BEGIN Given data

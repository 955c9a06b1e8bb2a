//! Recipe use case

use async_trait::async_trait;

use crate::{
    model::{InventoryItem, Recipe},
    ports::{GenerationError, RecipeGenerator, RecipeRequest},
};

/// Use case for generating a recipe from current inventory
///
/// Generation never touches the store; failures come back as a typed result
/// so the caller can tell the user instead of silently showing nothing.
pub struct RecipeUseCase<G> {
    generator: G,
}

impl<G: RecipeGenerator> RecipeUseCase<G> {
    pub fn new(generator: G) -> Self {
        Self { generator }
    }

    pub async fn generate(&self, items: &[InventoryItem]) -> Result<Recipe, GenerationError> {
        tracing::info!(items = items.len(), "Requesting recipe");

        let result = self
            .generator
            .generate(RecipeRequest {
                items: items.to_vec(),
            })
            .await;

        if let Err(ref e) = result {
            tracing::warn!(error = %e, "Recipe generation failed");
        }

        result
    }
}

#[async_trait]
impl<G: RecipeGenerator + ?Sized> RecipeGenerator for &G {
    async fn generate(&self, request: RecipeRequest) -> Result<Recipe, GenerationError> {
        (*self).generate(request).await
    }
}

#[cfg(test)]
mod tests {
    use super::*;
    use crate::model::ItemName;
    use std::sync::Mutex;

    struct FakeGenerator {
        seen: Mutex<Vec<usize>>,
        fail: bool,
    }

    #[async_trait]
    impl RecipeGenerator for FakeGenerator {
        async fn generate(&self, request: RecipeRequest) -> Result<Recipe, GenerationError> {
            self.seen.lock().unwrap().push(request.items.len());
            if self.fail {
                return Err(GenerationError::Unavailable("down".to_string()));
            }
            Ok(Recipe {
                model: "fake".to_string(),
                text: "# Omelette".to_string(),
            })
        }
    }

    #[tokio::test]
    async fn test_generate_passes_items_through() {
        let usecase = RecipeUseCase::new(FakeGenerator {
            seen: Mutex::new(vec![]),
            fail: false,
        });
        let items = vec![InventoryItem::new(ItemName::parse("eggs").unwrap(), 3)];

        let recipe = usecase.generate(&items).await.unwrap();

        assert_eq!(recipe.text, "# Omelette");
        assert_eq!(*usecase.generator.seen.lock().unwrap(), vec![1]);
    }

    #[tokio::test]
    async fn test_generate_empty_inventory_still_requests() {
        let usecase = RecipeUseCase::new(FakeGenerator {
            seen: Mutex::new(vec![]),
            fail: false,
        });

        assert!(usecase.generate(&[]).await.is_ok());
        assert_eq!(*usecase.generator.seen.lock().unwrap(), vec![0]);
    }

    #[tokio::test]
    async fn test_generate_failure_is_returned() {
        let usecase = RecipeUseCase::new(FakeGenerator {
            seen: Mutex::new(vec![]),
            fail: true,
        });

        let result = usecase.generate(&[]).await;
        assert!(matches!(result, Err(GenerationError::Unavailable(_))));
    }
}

END Given data

* **About this exercise**
Copy every line of the material above in which the word "Unavailable" appears.

* **Output for this exercise**
                return Err(GenerationError::Unavailable("down".to_string()));
        assert!(matches!(result, Err(GenerationError::Unavailable(_))));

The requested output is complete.